Aim 1n Chapter 3, we examined routinely-available data sources (police crash records, hospital emergency department (ED) visits, and death certificates) that captured pedestrian injuries and explored how determinants of pedestrian injuries differed across data sources. Comparing the pedestrian injury distributions across the three data sets, we noted that although the absolute number of events reported does not align perfectly (due to the nature of the data collection, e.g., crash vs. patient visit records), the relative frequencies and general distribution of major demographic and temporal/seasonal characteristics were remarkably similar across the data sets. As an exception to this, the distribution of events by age group in ED and police data did not align closely for non-fatally injured pedestrians, particularly among the age groups at either end of the age spectrum.
Due to the nature of the data collection processes, ED visit data overcounted pedestrian injury incidence (relative to police data), while police data undercounted pedestrian injury incidence (relative to ED data). Nevertheless, across all data sets, the calendar quarter from October-December had the highest frequency of pedestrian injury and fatality events. Male pedestrians were involved in more than 60 percent of the injury events (and 70 percent for the fatal events) for all data sources. For all data sources (at all levels of injury), crash rates were highest among 20-24 year olds, though fatal crash frequencies were highest among adults aged 40-59. Understanding pedestrian injury distributions such as these—and the data sources that
underlie them—is important for informing the development of pedestrian interventions such as the Watch for Me NC program.
Aim 2: The Watch for Me NC intervention (described in Chapter 4), was developed based on a number of behavioral theories and also accounted for pedestrian crash trends identified through a review of police-reported crash data. For example, the program was
designed to launch in August (with enforcement efforts peaking in October) and run through the end of the year, in accordance with trends documenting that time period as the highest-crash season of the year. The intervention involved 10 municipalities and within those, eight universities delivered the Watch for Me NC program on their campuses, helping to target the young adults most involved in pedestrian crashes.
To describe the intervention delivery (Aim 2.1), we obtained records of paid media, earned media, website usage, law enforcement operations, and public engagement activities. We found that communities and campuses with more staff—in particular those with devoted
pedestrian coordinators—and those with a longer history of commitment to pedestrian initiatives were more likely to support key intervention components, including public outreach and
enforcement, as measured by a range of implementation records.

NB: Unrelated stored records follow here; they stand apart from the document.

impl Default for MaxResultSize {
    fn default() -> Self {
        Self::unlimited()
    }
}

/// The mutable side of a permit, owned by the semaphore's registry and only
/// ever touched under the semaphore's state lock. The registry entry is
/// non-owning: the handles hold the semaphore alive, not the other way
/// around.
pub(crate) struct PermitRecord {
    pub(crate) schema: Option<SchemaRef>,
    pub(crate) op_name: ByteString,
    pub(crate) base_resources: ReaderResources,
    pub(crate) base_resources_consumed: bool,
    pub(crate) resources: ReaderResources,
    pub(crate) state: PermitState,
    pub(crate) used_branches: u64,
    pub(crate) marked_as_used: bool,
    pub(crate) blocked_branches: u64,
    pub(crate) marked_as_blocked: bool,
    pub(crate) timeout: Instant,
    pub(crate) max_result_size: MaxResultSize,
    pub(crate) sstables_read: u64,
    pub(crate) requested_memory: i64,
    pub(crate) memory_wait: Option<MemoryWait>,
    pub(crate) oom_kills: u64,
}
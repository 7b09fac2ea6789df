// Copyright (c) 2023 - 2026 CoralDB Software, Inc., CoralDB GmbH.
// All rights reserved.
//
// Use of this software is governed by the Business Source License
// included in the LICENSE file.
//
// As of the Change Date specified in that file, in accordance with
// the Business Source License, use of this software will be governed
// by the Apache License, Version 2.0.

use async_trait::async_trait;

use crate::permit::ReaderPermit;
use crate::schema::SchemaRef;

/// The slice of a query reader the admission core interacts with.
///
/// The reader itself, a closeable stream of query results, is an external
/// collaborator. The semaphore only parks readers in its inactive cache,
/// closes them on eviction, and inspects their schema identity for
/// per-table eviction.
#[async_trait]
pub trait Reader: Send + 'static {
    /// The permit this reader charges its resources to.
    fn permit(&self) -> ReaderPermit;

    /// The schema the reader was opened against.
    fn schema(&self) -> SchemaRef;

    /// Releases the reader's buffers and I/O state. Must be called before
    /// drop; the semaphore does so for every reader it evicts.
    async fn close(&mut self);
}
// Copyright (c) 2023 - 2026 CoralDB Software, Inc., CoralDB GmbH.
// All rights reserved.
//
// Use of this software is governed by the Business Source License
// included in the LICENSE file.
//
// As of the Change Date specified in that file, in accordance with
// the Business Source License, use of this software will be governed
// by the Apache License, Version 2.0.

use std::collections::VecDeque;

use tokio::sync::oneshot;
use tokio::time::Instant;

use crate::error::Result;
use crate::permit::ReaderPermit;
use crate::semaphore::ReadFunc;

/// A not-yet-admitted (or memory-starved) read waiting its turn.
pub(crate) struct WaitEntry {
    pub(crate) permit: ReaderPermit,
    pub(crate) tx: oneshot::Sender<Result<()>>,
    pub(crate) func: Option<ReadFunc>,
    pub(crate) timeout: Instant,
}

/// Two FIFO queues sharing one expiry timer: reads waiting to be admitted
/// and admitted reads waiting for memory. Memory waiters go first; they
/// belong to already admitted reads, and finishing those is what frees
/// memory.
#[derive(Default)]
pub(crate) struct WaitList {
    admission: VecDeque<WaitEntry>,
    memory: VecDeque<WaitEntry>,
}

impl WaitList {
    pub(crate) fn is_empty(&self) -> bool {
        self.admission.is_empty() && self.memory.is_empty()
    }

    pub(crate) fn len(&self) -> usize {
        self.admission.len() + self.memory.len()
    }

    pub(crate) fn push_admission(&mut self, entry: WaitEntry) {
        self.admission.push_back(entry);
    }

    pub(crate) fn push_memory(&mut self, entry: WaitEntry) {
        self.memory.push_back(entry);
    }

    pub(crate) fn front(&self) -> Option<&WaitEntry> {
        self.memory.front().or_else(|| self.admission.front())
    }

    pub(crate) fn pop_front(&mut self) -> Option<WaitEntry> {
        if self.memory.is_empty() {
            self.admission.pop_front()
        } else {
            self.memory.pop_front()
        }
    }

    /// The earliest deadline across both queues, for arming the expiry
    /// timer.
    pub(crate) fn next_deadline(&self) -> Option<Instant> {
        self.admission
            .iter()
            .chain(self.memory.iter())
            .map(|e| e.timeout)
            .min()
    }

    /// Removes and returns every entry whose deadline has passed.
    pub(crate) fn drain_expired(&mut self, now: Instant) -> Vec<WaitEntry> {
        let mut expired = Vec::new();
        for queue in [&mut self.admission, &mut self.memory] {
            let mut keep = VecDeque::with_capacity(queue.len());
            for entry in std::mem::take(queue) {
                if entry.timeout <= now {
                    expired.push(entry);
                } else {
                    keep.push_back(entry);
                }
            }
            *queue = keep;
        }
        expired
    }

    pub(crate) fn drain_all(&mut self) -> Vec<WaitEntry> {
        self.memory
            .drain(..)
            .chain(self.admission.drain(..))
            .collect()
    }
}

In this study, we also identified a set of measures that can be used by others to increase the consistency and comparability of multifaceted program delivery.
In addition to the evaluation of program delivery, we used a pretest-post-test comparative survey design to assess the effects of officer participation in a pedestrian safety training course on self-reported capacity to support the program and perform pedestrian safety operations (Aim 2.2). Results showed an increase in the number of correct responses regarding pedestrian and driver yielding requirements and an improved recognition of NC laws regarding pedestrians.
After the training courses, more officers stated that they had adequate resources, training, time, and ability to perform pedestrian operations, and several stated plans to conduct targeted enforcement in the next six months to a year. This indicated that providing training to officers was an important step in building organizational interest and ability to deliver enforcement- oriented pedestrian safety interventions.
The process results described in Chapter 4 provide important evidence of theoretical considerations and real-world lessons in intervention delivery, and complement the evaluation of program effects on driver behaviors (Aim 2.3) described in Chapter 5. For this final aim, we used a pre-post design with a control group, comparing locations receiving enforcement and low-cost engineering treatments with untreated locations to examine changes in driver yielding over a six- month period. We found that driver yielding rates improved (between four and seven percentage points on average) at locations enhanced by enforcement and engineering, while remaining unchanged at untreated sites. Some covariates were found to have strong associations with higher rates of driver yielding, in particular: high visibility crosswalk markings, crosswalks spanning fewer than three lanes, crossings on low-speed roads (i.e., posted speed limits of less than 30 miles per hour, or MPH), and crossings in smaller communities (less than 60,000 in population). An examination of potential modifiers found mixed results across naturalistic and staged
crossing types. We also found mixed results from an assessment of the relationship between driver yielding rates and Walk Score® (a summary index of built environment features such as land use and connectivity), which may affect driver yielding and pedestrian safety related outcomes in different ways.
Overall, this dissertation provides recommendations for making relevant comparisons between police, ED, and death certificate data, and provides a better understanding of the
discrepancies that exist between data sources. It suggests a set of process measures to increase the consistency and comparability of multifaceted intervention delivery, and provides evidence that enhanced enforcement/engineering, as a part of a broader program, can increase driver yielding to pedestrians in marked crosswalks. These results and lessons can guide researchers and decision-makers in developing and evaluating similar programs in other geographic locations.